The hardest thing, sometimes, is admitting error. That it should be such a challenge is a bit mystifying. Why can’t we look truth in the face, see the mistakes in our previous thinking or behavior, and tell the world we had it wrong?
Honor is an ego prize. Honesty is of the heart. In this world, ego values dominate. So we insist on the accuracy of our opinions, and on the rightness of our actions. A great deal of marital discord would evaporate if spouses learned to admit error. Since political parties, nations, and religions are just as willful as individuals, the world is rife with gridlock in congress, imperialist invasions, and wars between religions.

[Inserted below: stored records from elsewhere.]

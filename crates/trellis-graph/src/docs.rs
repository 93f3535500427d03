//! Document materialisation over the commit DAG.

use crate::commit::Commit;
use crate::differ::Differ;
use crate::error::{GraphError, Result};
use crate::hash::CommitRef;
use std::collections::HashMap;

/// Memoised document state per commit ref.
///
/// A commit's document is its `base_ref` document patched with its delta.
/// Merge commits carry a delta against their left parent (`base_ref`), so
/// only the first-parent chain is ever walked.
#[derive(Debug)]
pub struct DocCache<D: Differ> {
    docs: HashMap<CommitRef, D::Doc>,
}

impl<D: Differ> Default for DocCache<D> {
    fn default() -> Self {
        DocCache {
            docs: HashMap::new(),
        }
    }
}

impl<D: Differ> DocCache<D> {
    pub fn new() -> Self {
        Self::default()
    }

    /// Document at `r`, or `None` for the empty history.
    pub fn get<'a, F>(&mut self, differ: &D, r: Option<&CommitRef>, lookup: F) -> Result<Option<D::Doc>>
    where
        F: Fn(&CommitRef) -> Option<&'a Commit>,
    {
        let Some(r) = r else {
            return Ok(None);
        };
        if let Some(doc) = self.docs.get(r) {
            return Ok(Some(doc.clone()));
        }

        // Walk back to the nearest cached ancestor (or the first commit).
        let mut chain = Vec::new();
        let mut cursor = Some(r.clone());
        let mut doc = None;
        while let Some(current) = cursor {
            if let Some(cached) = self.docs.get(&current) {
                doc = Some(cached.clone());
                break;
            }
            let commit = lookup(&current).ok_or_else(|| GraphError::MissingCommit(current.clone()))?;
            cursor = commit.base_ref.clone();
            chain.push(commit);
        }

        for commit in chain.into_iter().rev() {
            let next = differ.patch(doc.as_ref(), &commit.delta)?;
            self.docs.insert(commit.id.clone(), next.clone());
            doc = Some(next);
        }
        Ok(doc)
    }

    /// Seed the cache, e.g. with a document the client just produced.
    pub fn insert(&mut self, r: CommitRef, doc: D::Doc) {
        self.docs.insert(r, doc);
    }

    /// Build the merge commit for `left` and `right` against `base`.
    ///
    /// The delta is taken against `left`, which becomes `base_ref`; `right`
    /// becomes `merge_ref`. The merged document is cached under the new ref.
    pub fn merge_commit<'a, F>(
        &mut self,
        differ: &D,
        base: Option<&CommitRef>,
        left: &CommitRef,
        right: &CommitRef,
        lookup: F,
    ) -> Result<Commit>
    where
        F: Fn(&CommitRef) -> Option<&'a Commit> + Copy,
    {
        let base_doc = self.get(differ, base, lookup)?;
        let left_doc = self
            .get(differ, Some(left), lookup)?
            .ok_or_else(|| GraphError::MissingCommit(left.clone()))?;
        let right_doc = self
            .get(differ, Some(right), lookup)?
            .ok_or_else(|| GraphError::MissingCommit(right.clone()))?;

        let merged = differ.merge(base_doc.as_ref(), &left_doc, &right_doc)?;
        let delta = differ
            .diff(Some(&left_doc), &merged.value)?
            .unwrap_or(serde_json::Value::Null);

        let commit = Commit::builder()
            .with_base_ref(Some(left.clone()))
            .with_merge_ref(right.clone())
            .with_merge_base_ref(base.cloned())
            .with_delta(delta)
            .with_metadata(merged.metadata)
            .build_with(differ);
        self.docs.insert(commit.id.clone(), merged.value);
        Ok(commit)
    }

    /// Drop cached documents whose ref fails `keep`. Evicted documents are
    /// rebuilt from history on demand.
    pub fn retain<F>(&mut self, mut keep: F)
    where
        F: FnMut(&CommitRef) -> bool,
    {
        self.docs.retain(|r, _| keep(r));
    }

    pub fn len(&self) -> usize {
        self.docs.len()
    }

    pub fn is_empty(&self) -> bool {
        self.docs.is_empty()
    }
}

#[cfg(test)]
mod tests {
    use super::*;
    use crate::differ::TextDiffer;
    use crate::graph::CommitGraph;

    fn edit(graph: &mut CommitGraph, base: Option<&Commit>, from: &str, to: &str) -> Commit {
        let delta = TextDiffer
            .diff(Some(&from.to_string()), &to.to_string())
            .unwrap()
            .unwrap();
        let commit = Commit::builder()
            .with_base_ref(base.map(|b| b.id.clone()))
            .with_delta(delta)
            .build_with(&TextDiffer);
        graph.insert(commit.clone());
        commit
    }

    #[test]
    fn test_materialise_chain() {
        let mut graph = CommitGraph::new();
        let c1 = edit(&mut graph, None, "", "hello");
        let c2 = edit(&mut graph, Some(&c1), "hello", "hello world");

        let mut cache = DocCache::<TextDiffer>::new();
        let doc = cache.get(&TextDiffer, Some(&c2.id), |r| graph.get(r)).unwrap();
        assert_eq!(doc.as_deref(), Some("hello world"));
        assert_eq!(cache.get(&TextDiffer, None, |r| graph.get(r)).unwrap(), None);
    }

    #[test]
    fn test_merge_commit_materialises() {
        let mut graph = CommitGraph::new();
        let init = edit(&mut graph, None, "", "ab");
        let left = edit(&mut graph, Some(&init), "ab", "xab");
        let right = edit(&mut graph, Some(&init), "ab", "aby");

        let mut cache = DocCache::<TextDiffer>::new();
        let merge = {
            let g = &graph;
            cache
                .merge_commit(&TextDiffer, Some(&init.id), &left.id, &right.id, |r| g.get(r))
                .unwrap()
        };
        graph.insert(merge.clone());

        // A fresh cache reaches the same document through the delta.
        let mut fresh = DocCache::<TextDiffer>::new();
        let doc = fresh.get(&TextDiffer, Some(&merge.id), |r| graph.get(r)).unwrap();
        assert_eq!(doc.as_deref(), Some("xaby"));
        assert_eq!(merge.merge_base_ref.as_ref(), Some(&init.id));
    }

    #[test]
    fn test_evicted_docs_are_rebuilt() {
        let mut graph = CommitGraph::new();
        let c1 = edit(&mut graph, None, "", "a");
        let c2 = edit(&mut graph, Some(&c1), "a", "ab");
        let c3 = edit(&mut graph, Some(&c2), "ab", "abc");

        let mut cache = DocCache::<TextDiffer>::new();
        cache.get(&TextDiffer, Some(&c3.id), |r| graph.get(r)).unwrap();
        assert_eq!(cache.len(), 3);

        cache.retain(|r| r == &c3.id);
        assert_eq!(cache.len(), 1);
        let doc = cache.get(&TextDiffer, Some(&c2.id), |r| graph.get(r)).unwrap();
        assert_eq!(doc.as_deref(), Some("ab"));
    }

    #[test]
    fn test_missing_commit() {
        let graph = CommitGraph::new();
        let mut cache = DocCache::<TextDiffer>::new();
        let ghost = CommitRef::from("ghost");
        assert_eq!(
            cache.get(&TextDiffer, Some(&ghost), |r| graph.get(r)),
            Err(GraphError::MissingCommit(ghost))
        );
    }
}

Not only is rigidity bad for society, it keeps us locked in behaviors and attitudes that promote suffering. Case in point: I spent most of my adult life fighting for my own unhappiness. Even as I began to learn ways to shuck my depression, I resisted out of psychic stubbornness.
Not that I couldn’t justify my misery. Many posts on this blog have explained the ways my childhood sucked. Divorce, maternal suicide, child abuse, paternal alcoholism, and sibling psychosis were the staples of my upbringing. In the same vein, there is little doubt that I had a run of bad luck in adulthood: severe neck problems, career loss, psychiatric hospitalizations, permanent medication side effects, and multiple failures plagued me during the past decade. Fate has given me plenty of ammunition to shoot my mood to hell.
And yet, in recent years the suspicion grew that my attitude could change. Just as there were awful things in my family home, there were delightful things outside of it. My grandparents took custody of me one month a year, and lavished me with attention. In order to keep me out of my stepmother’s hair, my father had me spend half of every summer at camp. And although it was awkward being the only kid in residence longer than two weeks, I had lots of fun. My adulthood has brought me good times as well as bad. My prolonged education fascinated me every step of the way. For a brief time, I had a rewarding career. Financial concerns, while present, are not severe. My health is pretty good, and my wife loves me. Ever since I first worked with CBT in 2006, it has been clear to me that my biggest problem was a severe tendency to focus on the negative.
As readers have learned in previous posts, my opinion of my worth was very low until a week ago. Now, I can see how my deep feelings, perseverance, kindness, and insight make me a valuable person. That my outlook reversed in such a short time is telling. I believe the recognition of my good qualities has been secretly building inside me for years. But I resisted it. Why? Because I did not want to admit error.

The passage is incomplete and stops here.